I need to always save this so we retain the last execution time in case triggers are later updated and the clock rule depends on the previous execution epoch (the scheduling phase does this correctly).

src/infrastructure/daemon/workers/action/PhabricatorTriggerAction.php
61

This is copy/pasted and incorrect.

btrahan edited edge metadata.

This looks pretty badass. The architecture sounds good to me; I don't think we want to get into the business of executing things at the specified second or even minute, just ballpark around then should work great for all our scenarios.

src/infrastructure/daemon/workers/PhabricatorTriggerDaemon.php
204

Maybe "Don't reschedule events unless the reschedule epoch is in the future." and maybe rename $next_epoch to $reschedule_epoch ?

This revision is now accepted and ready to land.Jan 16 2015, 6:39 PM

One other possible weakness is that this doesn't give us any direct tools to attack the "task reaper" use case, but I'm not really sold on the usefulness of it in the general case and I'm not sure if, e.g., Herald rules with timer conditions are the right approach anyway, since I think they're not expressive enough.
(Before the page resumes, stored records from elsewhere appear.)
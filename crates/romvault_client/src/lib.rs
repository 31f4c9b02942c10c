use futures::TryStreamExt;
use reqwest::multipart::{Form, Part};
use reqwest::{Client, RequestBuilder, Response, StatusCode};
use romvault_core::prelude::*;
use romvault_library::{BiosStatus, DownloadReference, DuplicateGroup};
use serde::Deserialize;
use serde::de::DeserializeOwned;
use std::path::Path;
use thiserror::Error;
use tokio::fs::File;
use tokio::io::AsyncWriteExt;
use tokio_util::io::StreamReader;

#[derive(Error, Debug)]
pub enum RomvaultClientError {
    #[error("IO error: {0}")]
    Io(#[from] std::io::Error),

    #[error("Network error: {0}")]
    Network(#[from] reqwest::Error),

    #[error("Server returned {status} ({kind}): {message}")]
    ServerError {
        status: StatusCode,
        kind: String,
        message: String,
    },

    #[error("Validation error: {0}")]
    Validation(String),
}

impl RomvaultClientError {
    /// The server's machine-readable error kind, e.g. `invalid_slot`.
    pub fn kind(&self) -> Option<&str> {
        match self {
            RomvaultClientError::ServerError { kind, .. } => Some(kind),
            _ => None,
        }
    }
}

pub type Result<T> = std::result::Result<T, RomvaultClientError>;

#[derive(Deserialize)]
struct ErrorBody {
    kind: String,
    message: String,
}

/// Metadata sent alongside a ROM upload.
#[derive(Debug, Clone, Default)]
pub struct RomMeta {
    pub system: String,
    pub title: Option<String>,
    pub region: Option<String>,
}

#[derive(Clone)]
pub struct RomvaultClient {
    base_url: String,
    client: Client,
    token: Option<String>,
}

impl RomvaultClient {
    pub fn new(base_url: impl Into<String>, token: Option<String>) -> Self {
        Self {
            base_url: base_url.into().trim_end_matches('/').to_string(),
            client: Client::new(),
            token,
        }
    }

    fn url(&self, path: &str) -> String {
        format!("{}{path}", self.base_url)
    }

    fn auth_request(&self, builder: RequestBuilder) -> RequestBuilder {
        if let Some(token) = &self.token {
            builder.header("Authorization", format!("Bearer {token}"))
        } else {
            builder
        }
    }

    async fn check(response: Response) -> Result<Response> {
        if response.status().is_success() {
            return Ok(response);
        }
        let status = response.status();
        let text = response.text().await.unwrap_or_default();
        let (kind, message) = match serde_json::from_str::<ErrorBody>(&text) {
            Ok(body) => (body.kind, body.message),
            Err(_) => ("unknown".to_string(), text),
        };
        Err(RomvaultClientError::ServerError {
            status,
            kind,
            message,
        })
    }

    async fn json<T: DeserializeOwned>(&self, builder: RequestBuilder) -> Result<T> {
        let response = Self::check(self.auth_request(builder).send().await?).await?;
        response
            .json()
            .await
            .map_err(|e| RomvaultClientError::Validation(format!("Failed to parse response: {e}")))
    }

    /// Uploads a ROM file and checks the server computed the same digest.
    pub async fn upload_rom(&self, path: &Path, meta: &RomMeta) -> Result<Game> {
        let file_name = file_name(path)?;
        let data = tokio::fs::read(path).await?;
        let local_md5 = md5_hex(&data);

        let mut query = vec![("system", meta.system.clone()), ("fileName", file_name)];
        if let Some(title) = &meta.title {
            query.push(("title", title.clone()));
        }
        if let Some(region) = &meta.region {
            query.push(("region", region.clone()));
        }

        let game: Game = self
            .json(self.client.post(self.url("/games")).query(&query).body(data))
            .await?;
        if game.md5_hash != local_md5 {
            return Err(RomvaultClientError::Validation(format!(
                "digest mismatch: local {local_md5}, server {}",
                game.md5_hash
            )));
        }
        Ok(game)
    }

    pub async fn upload_bios(&self, path: &Path, system: &str, required: bool) -> Result<BiosFile> {
        let file_name = file_name(path)?;
        let data = tokio::fs::read(path).await?;
        let query = [
            ("system", system.to_string()),
            ("fileName", file_name),
            ("required", required.to_string()),
        ];
        self.json(self.client.post(self.url("/bios")).query(&query).body(data))
            .await
    }

    pub async fn verify_bios(&self, id: RecordId, md5: &str) -> Result<BiosFile> {
        self.json(
            self.client
                .post(self.url(&format!("/bios/{id}/verify")))
                .json(&serde_json::json!({ "md5": md5 })),
        )
        .await
    }

    pub async fn bios_status(&self, system: &str) -> Result<BiosStatus> {
        self.json(self.client.get(self.url(&format!("/systems/{system}/bios"))))
            .await
    }

    pub async fn upload_version(
        &self,
        game_id: RecordId,
        path: &Path,
        region: &str,
        revision: Option<&str>,
        preferred: bool,
    ) -> Result<GameVersion> {
        let data = tokio::fs::read(path).await?;
        let mut query = vec![
            ("region", region.to_string()),
            ("preferred", preferred.to_string()),
        ];
        if let Some(revision) = revision {
            query.push(("revision", revision.to_string()));
        }
        self.json(
            self.client
                .post(self.url(&format!("/games/{game_id}/versions")))
                .query(&query)
                .body(data),
        )
        .await
    }

    pub async fn set_preferred(&self, game_id: RecordId, version_id: RecordId) -> Result<GameVersion> {
        self.json(self.client.put(self.url(&format!(
            "/games/{game_id}/versions/{version_id}/preferred"
        ))))
        .await
    }

    /// Where to fetch the ROM a game should be played from.
    pub async fn download_reference(&self, game_id: RecordId) -> Result<DownloadReference> {
        self.json(self.client.get(self.url(&format!("/games/{game_id}/download"))))
            .await
    }

    /// Resolves the game's download reference and streams it to `output`.
    pub async fn download_rom(&self, game_id: RecordId, output: &Path) -> Result<u64> {
        let reference = self.download_reference(game_id).await?;
        let request = match &reference {
            // Signed URLs carry their own credentials.
            DownloadReference::Signed { url, .. } => self.client.get(url),
            DownloadReference::Proxy { url } if url.starts_with('/') => {
                self.auth_request(self.client.get(self.url(url)))
            }
            DownloadReference::Proxy { url } => self.auth_request(self.client.get(url)),
        };
        let response = Self::check(request.send().await?).await?;
        stream_to_file(response, output).await
    }

    pub async fn upload_save(
        &self,
        game_id: RecordId,
        slot: i64,
        state: &Path,
        screenshot: Option<&Path>,
        description: Option<&str>,
    ) -> Result<SaveState> {
        let mut form = Form::new()
            .text("gameId", game_id.to_string())
            .text("slot", slot.to_string())
            .part("state", Part::bytes(tokio::fs::read(state).await?));
        if let Some(path) = screenshot {
            form = form.part("screenshot", Part::bytes(tokio::fs::read(path).await?));
        }
        if let Some(description) = description {
            form = form.text("description", description.to_string());
        }
        self.json(self.client.post(self.url("/save-states")).multipart(form))
            .await
    }

    pub async fn list_saves(&self, game_id: Option<RecordId>) -> Result<Vec<SaveState>> {
        let mut request = self.client.get(self.url("/save-states"));
        if let Some(game_id) = game_id {
            request = request.query(&[("gameId", game_id)]);
        }
        self.json(request).await
    }

    pub async fn download_save(&self, id: RecordId, output: &Path) -> Result<u64> {
        let request = self.client.get(self.url(&format!("/save-states/{id}/download")));
        let response = Self::check(self.auth_request(request).send().await?).await?;
        stream_to_file(response, output).await
    }

    pub async fn delete_save(&self, id: RecordId) -> Result<()> {
        let request = self.client.delete(self.url(&format!("/save-states/{id}")));
        Self::check(self.auth_request(request).send().await?).await?;
        Ok(())
    }

    pub async fn duplicates(&self) -> Result<Vec<DuplicateGroup>> {
        self.json(self.client.get(self.url("/duplicates"))).await
    }
}

fn file_name(path: &Path) -> Result<String> {
    path.file_name()
        .map(|n| n.to_string_lossy().into_owned())
        .ok_or_else(|| RomvaultClientError::Validation(format!("{path:?} has no file name")))
}

async fn stream_to_file(response: Response, output: &Path) -> Result<u64> {
    if let Some(parent) = output.parent() {
        tokio::fs::create_dir_all(parent).await?;
    }
    let stream = response.bytes_stream().map_err(std::io::Error::other);
    let mut reader = StreamReader::new(Box::pin(stream));
    let mut file = File::create(output).await?;
    let written = tokio::io::copy(&mut reader, &mut file).await?;
    file.flush().await?;
    Ok(written)
}

#[cfg(test)]
mod tests {
    use super::*;

    #[test]
    fn base_url_loses_trailing_slash() {
        let client = RomvaultClient::new("http://localhost:3000/", None);
        assert_eq!(client.url("/games"), "http://localhost:3000/games");
    }

    #[test]
    fn file_names_come_from_the_last_component() {
        assert_eq!(file_name(Path::new("roms/nes/zelda.nes")).unwrap(), "zelda.nes");
        assert!(file_name(Path::new("/")).is_err());
    }
}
In particular, with special cases like T6821/T6491 (where the desire is to trigger, e.g., after no change in assignee status, specifically, for X days), I'm hard-pressed to imagine us ever building a system which can express those rules in a generic way. Pager escalation rules ("text everyone if no one touches this for 15 minutes") seem somewhat more practical, but just building that into a pager/monitoring tool probably makes more sense than doing it via Herald or some Chrono-Herald.

If T4434 ends up somewhat-generic-ish, the "Task Reaper" becomes easy to write as an external script, although it will have to be pretty generic to satisfy all the use cases in T6491.

epriestley edited edge metadata.
  • Mostly-cosmetic fixes from self-review + feedback.
This revision was automatically updated to reflect the committed changes.